How can this work in practice? By utilizing blockchain technology (yes, bitcoin and all that). I won't bore you with ethereum smart contracts, ICOs, and crypto-token economies—it's enough to say that modern crypto can enable open Decentralized Autonomous Organizations (DAOs) with ultra-streamlined operations and smart mechanisms for fundraising and compensation.

This technology is exactly what is needed to allow a global community of space professionals and enthusiasts to efficiently collaborate on ambitious next-generation space projects. A Space DAO could reboot bitter wage slaves and turn them into enthusiastic freelancers on the road to the stars.

A few months ago I created a Facebook group to move the idea forward. The project is now part of Space Cooperative, a worker-owned cooperative that is developing a crowdsourced approach to settling the space frontier.

"Decentralization is the only way to truly create a global space agency," said Space Cooperative's co-founder Yalda Mousavinia in an interview over Facebook. "Such an agency can in fact unite humanity as we all learn to live and work in harmony, to reach the stars as is our destiny."
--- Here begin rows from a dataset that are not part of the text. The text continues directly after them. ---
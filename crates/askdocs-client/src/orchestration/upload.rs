//! Sequential multi-file upload into one shared namespace
//!
//! Files are sent one at a time. The namespace returned by the first
//! successful upload is attached to every later request of the batch, so the
//! whole batch lands in one index. A failed file is recorded and skipped; it
//! never aborts the batch and never drops a namespace learned earlier.

use std::sync::Arc;
use std::time::Instant;

use crate::error::{Error, Result};
use crate::namespace::{Namespace, NamespaceManager};
use crate::providers::RagBackend;
use crate::types::{UploadResponse, UploadResult, UploadTask};

/// Separator between log lines of one batch
pub const LOG_SEPARATOR: &str = " | ";

/// Message recorded when the backend indexes a file without saying anything
pub const INDEXED_MESSAGE: &str = "Document indexed successfully";

/// Result of one file within a batch
#[derive(Debug, Clone, PartialEq)]
pub struct FileOutcome {
    /// Title the file was uploaded under
    pub title: String,
    /// Namespace attached to the request
    pub requested_namespace: Option<Namespace>,
    /// Backend outcome
    pub result: UploadResult,
}

impl FileOutcome {
    /// `✓ <title> — <n> chunks` or `✗ <title> — <message>`
    pub fn log_line(&self) -> String {
        match &self.result {
            UploadResult::Indexed { stats, .. } => {
                format!("✓ {} — {} chunks", self.title, stats.chunks_created)
            }
            UploadResult::Failed { message } => format!("✗ {} — {}", self.title, message),
        }
    }
}

/// Outcome of a whole batch, in input order
#[derive(Debug, Clone, Default, PartialEq)]
pub struct BatchReport {
    /// One entry per input task
    pub outcomes: Vec<FileOutcome>,
    /// Namespace after the batch, as persisted to the session
    pub namespace: Option<Namespace>,
    /// Wall-clock duration of the batch
    pub elapsed_ms: u64,
}

impl BatchReport {
    /// Pipe-joined result log
    pub fn log(&self) -> String {
        self.outcomes
            .iter()
            .map(FileOutcome::log_line)
            .collect::<Vec<_>>()
            .join(LOG_SEPARATOR)
    }

    pub fn succeeded(&self) -> usize {
        self.outcomes.iter().filter(|o| o.result.is_success()).count()
    }

    pub fn failed(&self) -> usize {
        self.outcomes.len() - self.succeeded()
    }

    /// Some files failed while others may have succeeded
    pub fn has_failures(&self) -> bool {
        self.failed() > 0
    }

    /// Merge outcomes decided before upload back into input order
    ///
    /// `slots` has one entry per selected input: `Some` for a local failure,
    /// `None` for an input that was uploaded, in which case the next
    /// outcome of this report fills the slot.
    pub fn with_local_failures(mut self, slots: Vec<Option<FileOutcome>>) -> Self {
        let mut uploaded = std::mem::take(&mut self.outcomes).into_iter();
        self.outcomes = slots
            .into_iter()
            .filter_map(|slot| slot.or_else(|| uploaded.next()))
            .collect();
        self
    }

    pub fn total_chunks(&self) -> u32 {
        self.outcomes
            .iter()
            .filter_map(|o| o.result.chunks_created())
            .sum()
    }
}

/// Accumulator threaded through the batch
#[derive(Debug, Default)]
struct BatchState {
    namespace: Option<Namespace>,
    outcomes: Vec<FileOutcome>,
}

/// Drives uploads against the backend for one session
#[derive(Clone)]
pub struct UploadOrchestrator {
    backend: Arc<dyn RagBackend>,
    namespaces: NamespaceManager,
    default_text_title: String,
}

impl UploadOrchestrator {
    /// Create an orchestrator bound to a session's namespace
    pub fn new(backend: Arc<dyn RagBackend>, namespaces: NamespaceManager) -> Self {
        Self {
            backend,
            namespaces,
            default_text_title: "Direct Input".to_string(),
        }
    }

    /// Title used for pasted text without one
    pub fn with_default_text_title(mut self, title: impl Into<String>) -> Self {
        self.default_text_title = title.into();
        self
    }

    /// Upload tasks strictly in order
    ///
    /// Only an empty batch is an error; per-file failures are reported in
    /// the returned [`BatchReport`].
    pub async fn run_batch(&self, tasks: Vec<UploadTask>) -> Result<BatchReport> {
        if tasks.is_empty() {
            return Err(Error::empty_input("at least one file"));
        }

        let start = Instant::now();
        let total = tasks.len();
        tracing::info!("Uploading {} file(s) via {}", total, self.backend.name());

        let mut state = BatchState {
            namespace: self.namespaces.get(),
            outcomes: Vec::with_capacity(total),
        };
        for task in tasks {
            state = self.step(state, task).await;
        }

        if let Some(namespace) = &state.namespace {
            self.namespaces.set(namespace.clone());
        }

        let report = BatchReport {
            outcomes: state.outcomes,
            namespace: state.namespace,
            elapsed_ms: start.elapsed().as_millis() as u64,
        };

        if report.has_failures() {
            tracing::warn!(
                "Batch finished with {}/{} file(s) failed",
                report.failed(),
                total
            );
        } else {
            tracing::info!(
                "Batch finished: {} file(s), {} chunks in {}ms",
                total,
                report.total_chunks(),
                report.elapsed_ms
            );
        }

        Ok(report)
    }

    /// Upload pasted text as a one-item batch
    pub async fn upload_text(&self, text: &str, title: Option<&str>) -> Result<BatchReport> {
        let task = UploadTask::text(text, title, &self.default_text_title)?;
        self.run_batch(vec![task]).await
    }

    /// Process one task and fold its outcome into the accumulator
    async fn step(&self, mut state: BatchState, task: UploadTask) -> BatchState {
        let task = task.with_namespace(state.namespace.clone());
        let title = task.title.clone();

        let result = match self.backend.upload(&task).await {
            Ok(UploadResponse { message, stats, .. }) => {
                if let Some(returned) = stats.namespace() {
                    if state.namespace.as_ref() != Some(&returned) {
                        tracing::debug!("Backend assigned namespace {}", returned);
                    }
                    state.namespace = Some(returned);
                }
                tracing::info!("Indexed {}: {}", title, stats.summary());
                let message = message
                    .map(|m| m.trim().to_string())
                    .filter(|m| !m.is_empty())
                    .unwrap_or_else(|| INDEXED_MESSAGE.to_string());
                UploadResult::Indexed { message, stats }
            }
            Err(e) => {
                tracing::warn!("Upload of {} failed: {}", title, e);
                UploadResult::Failed {
                    message: e.user_message(),
                }
            }
        };

        state.outcomes.push(FileOutcome {
            title,
            requested_namespace: task.namespace,
            result,
        });
        state
    }
}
Yalda gave a talk at a recent virtual workshop, alongside science fiction superstar David Brin. The general spirit of the workshop was that new methods of social cooperation—such as DAOs and platforms for creating virtual worlds like High Fidelity—have an important role to play in our space futures.
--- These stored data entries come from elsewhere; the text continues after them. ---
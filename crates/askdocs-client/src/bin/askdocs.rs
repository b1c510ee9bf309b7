//! AskDocs command-line client
//!
//! Run with: cargo run -p askdocs-client --bin askdocs -- --help

use std::path::PathBuf;
use std::sync::Arc;

use askdocs_client::orchestration::{FileOutcome, SUGGESTED_QUERIES};
use askdocs_client::render::citation::{parse_answer, resolve, source_lines, Segment};
use askdocs_client::render::{ExpansionState, StatsView};
use askdocs_client::types::FileType;
use askdocs_client::{
    BatchReport, ClientConfig, Error, HttpBackend, Namespace, NamespaceManager, QueryResult,
    RagBackend, Session, UploadResult, UploadTask,
};
use clap::{Parser, Subcommand};
use console::style;
use tokio::io::{AsyncBufReadExt, BufReader};
use tracing_subscriber::{layer::SubscriberExt, util::SubscriberInitExt};

#[derive(Parser)]
#[command(name = "askdocs", version, about = "Upload documents and ask questions with cited answers")]
struct Cli {
    /// Path to a TOML config file
    #[arg(long, global = true)]
    config: Option<PathBuf>,

    /// Backend base URL (overrides config and ASKDOCS_API_URL)
    #[arg(long, global = true)]
    api_url: Option<String>,

    #[command(subcommand)]
    command: Command,
}

#[derive(Subcommand)]
enum Command {
    /// Upload files into one shared namespace, in the given order
    Upload {
        #[arg(required = true)]
        files: Vec<PathBuf>,
        /// Title for every file (defaults to each file name)
        #[arg(long)]
        title: Option<String>,
        /// Namespace to add the files to
        #[arg(long)]
        namespace: Option<String>,
    },
    /// Upload pasted text
    Paste {
        text: String,
        #[arg(long)]
        title: Option<String>,
        #[arg(long)]
        namespace: Option<String>,
    },
    /// Ask a question
    Ask {
        question: String,
        /// Namespace returned by a previous upload
        #[arg(long)]
        namespace: Option<String>,
        /// Citation numbers to toggle open, in order
        #[arg(long)]
        expand: Vec<u32>,
    },
    /// Interactive session: upload, ask and expand citations
    Session,
    /// Check backend health
    Health,
    /// List index contents
    Docs {
        #[arg(long)]
        namespace: Option<String>,
    },
}

#[tokio::main(flavor = "current_thread")]
async fn main() -> anyhow::Result<()> {
    tracing_subscriber::registry()
        .with(
            tracing_subscriber::EnvFilter::try_from_default_env()
                .unwrap_or_else(|_| "askdocs_client=info,askdocs=info".into()),
        )
        .with(tracing_subscriber::fmt::layer().with_writer(std::io::stderr))
        .init();

    let cli = Cli::parse();

    let mut config = ClientConfig::load(cli.config.as_deref())?;
    if let Some(url) = &cli.api_url {
        config.apply_api_url(url);
    }
    tracing::debug!("Using backend at {}", config.backend.base_url);

    let backend: Arc<dyn RagBackend> = Arc::new(HttpBackend::new(&config.backend)?);

    match cli.command {
        Command::Upload {
            files,
            title,
            namespace,
        } => {
            let mut session = session_with(&backend, &config, namespace.as_deref());
            let selected = load_files(&config, &files, title.as_deref()).await;
            let report = upload_selected(&mut session, selected).await?;
            print_batch(&report);
        }
        Command::Paste {
            text,
            title,
            namespace,
        } => {
            let mut session = session_with(&backend, &config, namespace.as_deref());
            let report = session.paste(&text, title.as_deref()).await?;
            print_batch(&report);
        }
        Command::Ask {
            question,
            namespace,
            expand,
        } => {
            let mut session = session_with(&backend, &config, namespace.as_deref());
            if session.namespace().is_none() {
                println!("{}", style("No namespace given; searching the default index").yellow());
            }
            let result = session.ask(&question).await?;
            for number in expand {
                session.toggle_citation(number);
            }
            print_answer(&result, session.state().expansion());
        }
        Command::Session => run_interactive(&backend, &config).await?,
        Command::Health => {
            if backend.health_check().await? {
                println!("{} backend at {} is healthy", style("✓").green(), config.backend.base_url);
            } else {
                println!("{} backend at {} is unavailable", style("✗").red(), config.backend.base_url);
                std::process::exit(1);
            }
        }
        Command::Docs { namespace } => {
            let session = session_with(&backend, &config, namespace.as_deref());
            print_index(&session).await?;
        }
    }

    Ok(())
}

fn session_with(
    backend: &Arc<dyn RagBackend>,
    config: &ClientConfig,
    namespace: Option<&str>,
) -> Session {
    let namespaces = match namespace.and_then(Namespace::new) {
        Some(ns) => NamespaceManager::with_namespace(ns),
        None => NamespaceManager::new(),
    };
    Session::with_namespaces(Arc::clone(backend), config, namespaces)
}

/// A selected file, read and ready or already failed locally
enum Selected {
    Ready(UploadTask),
    Unreadable(FileOutcome),
}

/// Read selected files in order
///
/// Files of an unsupported type are skipped with a warning, like a file
/// picker filter. Files that cannot be read stay in the batch as failures.
async fn load_files(config: &ClientConfig, files: &[PathBuf], title: Option<&str>) -> Vec<Selected> {
    let mut selected = Vec::with_capacity(files.len());

    for path in files {
        let filename = path
            .file_name()
            .map(|name| name.to_string_lossy().into_owned())
            .unwrap_or_else(|| path.display().to_string());

        if FileType::from_filename(&filename).is_none() {
            let accepted: Vec<_> = FileType::ALL.iter().map(FileType::display_name).collect();
            tracing::warn!(
                "Skipping {}: accepted types are {}",
                path.display(),
                accepted.join(", ")
            );
            continue;
        }

        match UploadTask::from_path(path, title).await {
            Ok(task) => {
                if task.size_bytes() > config.upload.max_file_size_bytes {
                    tracing::warn!(
                        "{} is {} bytes, over the advisory {} byte limit",
                        path.display(),
                        task.size_bytes(),
                        config.upload.max_file_size_bytes
                    );
                }
                selected.push(Selected::Ready(task));
            }
            Err(e) => {
                tracing::warn!("Cannot read {}: {}", path.display(), e);
                let title = title
                    .map(str::trim)
                    .filter(|t| !t.is_empty())
                    .map(str::to_string)
                    .unwrap_or(filename);
                selected.push(Selected::Unreadable(FileOutcome {
                    title,
                    requested_namespace: None,
                    result: UploadResult::Failed {
                        message: e.user_message(),
                    },
                }));
            }
        }
    }

    selected
}

/// Upload the readable files and splice local failures back in input order
async fn upload_selected(session: &mut Session, selected: Vec<Selected>) -> askdocs_client::Result<BatchReport> {
    let mut tasks = Vec::new();
    let mut slots = Vec::with_capacity(selected.len());
    for item in selected {
        match item {
            Selected::Ready(task) => {
                tasks.push(task);
                slots.push(None);
            }
            Selected::Unreadable(outcome) => slots.push(Some(outcome)),
        }
    }

    let report = if tasks.is_empty() && !slots.is_empty() {
        BatchReport {
            namespace: session.namespace(),
            ..BatchReport::default()
        }
    } else {
        session.upload(tasks).await?
    };

    Ok(report.with_local_failures(slots))
}

fn print_batch(report: &BatchReport) {
    let log = report.log();
    if report.has_failures() {
        println!("{}", style(log).yellow());
    } else {
        println!("{}", style(log).green());
    }

    for outcome in &report.outcomes {
        if let Some(stats) = outcome.result.stats() {
            println!(
                "    {}: {} {}",
                outcome.title,
                outcome.result.message(),
                style(format!("({})", stats.summary())).dim()
            );
        }
    }

    match &report.namespace {
        Some(ns) => println!("Namespace: {}", style(ns).cyan().bold()),
        None => println!("{}", style("No namespace established").yellow()),
    }
}

fn print_answer(result: &QueryResult, expansion: ExpansionState) {
    println!("{}", style("Answer").bold());

    let mut rendered = String::new();
    for segment in parse_answer(&result.answer) {
        match &segment {
            Segment::Text(text) => rendered.push_str(text),
            Segment::Reference(reference) => {
                let tag = reference.raw.clone();
                let resolved = reference
                    .number
                    .and_then(|n| resolve(n, &result.citations))
                    .is_some();
                let tag = if reference.number.is_some_and(|n| expansion.is_expanded(n)) {
                    style(tag).cyan().bold().underlined()
                } else if resolved {
                    style(tag).cyan()
                } else {
                    style(tag).dim()
                };
                rendered.push_str(&tag.to_string());
            }
        }
    }
    println!("{}\n", rendered);

    if !result.citations.is_empty() {
        println!("{}", style("Sources").bold());
        for line in source_lines(&result.citations, expansion) {
            println!("{}", line);
        }
        println!();
    }

    let stats = StatsView::from_result(result);
    if !stats.is_empty() {
        println!("{}", style(stats.badges().join("  ·  ")).dim());
    }
}

async fn print_index(session: &Session) -> anyhow::Result<()> {
    let (summary, indexed) = session.documents().await?;
    println!("{} vectors in {} namespace(s)", summary.total_vectors, summary.namespaces.len());
    for ns in &summary.namespaces {
        println!("  {}", ns);
    }
    if let (Some(ns), Some(indexed)) = (session.namespace(), indexed) {
        if indexed {
            println!("{} session namespace {} is indexed", style("✓").green(), ns);
        } else {
            println!("{} session namespace {} not found", style("✗").red(), ns);
        }
    }
    Ok(())
}

async fn run_interactive(backend: &Arc<dyn RagBackend>, config: &ClientConfig) -> anyhow::Result<()> {
    let mut session = Session::new(Arc::clone(backend), config);
    let mut lines = BufReader::new(tokio::io::stdin()).lines();

    println!("Commands: :upload <files..>  :paste <text>  :expand <n>  :log  :docs  :ns  :quit");
    println!("Try asking: {}", SUGGESTED_QUERIES.join(" / "));

    loop {
        print!("> ");
        use std::io::Write as _;
        std::io::stdout().flush()?;

        let Some(line) = lines.next_line().await? else {
            break;
        };
        let line = line.trim();
        if line.is_empty() {
            continue;
        }

        let (command, rest) = line.split_once(' ').unwrap_or((line, ""));
        let outcome: anyhow::Result<()> = match command {
            ":quit" | ":q" => break,
            ":ns" => {
                match session.namespace() {
                    Some(ns) => println!("Namespace: {}", ns),
                    None => println!("Upload a document first"),
                }
                Ok(())
            }
            ":log" => {
                match session.last_upload_log() {
                    Some(log) => println!("{}", log),
                    None => println!("Nothing uploaded yet"),
                }
                Ok(())
            }
            ":docs" => print_index(&session).await,
            ":upload" => {
                let files: Vec<PathBuf> = rest.split_whitespace().map(PathBuf::from).collect();
                let selected = load_files(config, &files, None).await;
                upload_selected(&mut session, selected)
                    .await
                    .map(|r| print_batch(&r))
                    .map_err(Into::into)
            }
            ":paste" => session
                .paste(rest, None)
                .await
                .map(|r| print_batch(&r))
                .map_err(Into::into),
            ":expand" => {
                match rest.trim().parse::<u32>() {
                    Ok(number) => {
                        session.toggle_citation(number);
                        match session.state().result() {
                            Some(result) => print_answer(result, session.state().expansion()),
                            None => println!("Ask a question first"),
                        }
                    }
                    Err(_) => println!("Usage: :expand <citation number>"),
                }
                Ok(())
            }
            _ => match session.ask(line).await {
                Ok(result) => {
                    print_answer(&result, session.state().expansion());
                    Ok(())
                }
                Err(e) => Err(e.into()),
            },
        };

        if let Err(e) = outcome {
            report_error(&e);
        }
    }

    Ok(())
}

fn report_error(err: &anyhow::Error) {
    let message = match err.downcast_ref::<Error>() {
        Some(e) => e.user_message(),
        None => err.to_string(),
    };
    println!("{}", style(message).red());
}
One of Yalda's side projects, which is still on the drawing board, is a live-in Mojave desert community of space makers. But if you don't care for scorpions and snakes, you'll be able to join Space Cooperative virtually and actively participate in future space adventures.

I think an open, decentralized, crowdsourced space agency is an idea whose time has come. It will help us develop new ways to reach and settle far-away planets and beyond, and also new ways to work together here on Earth.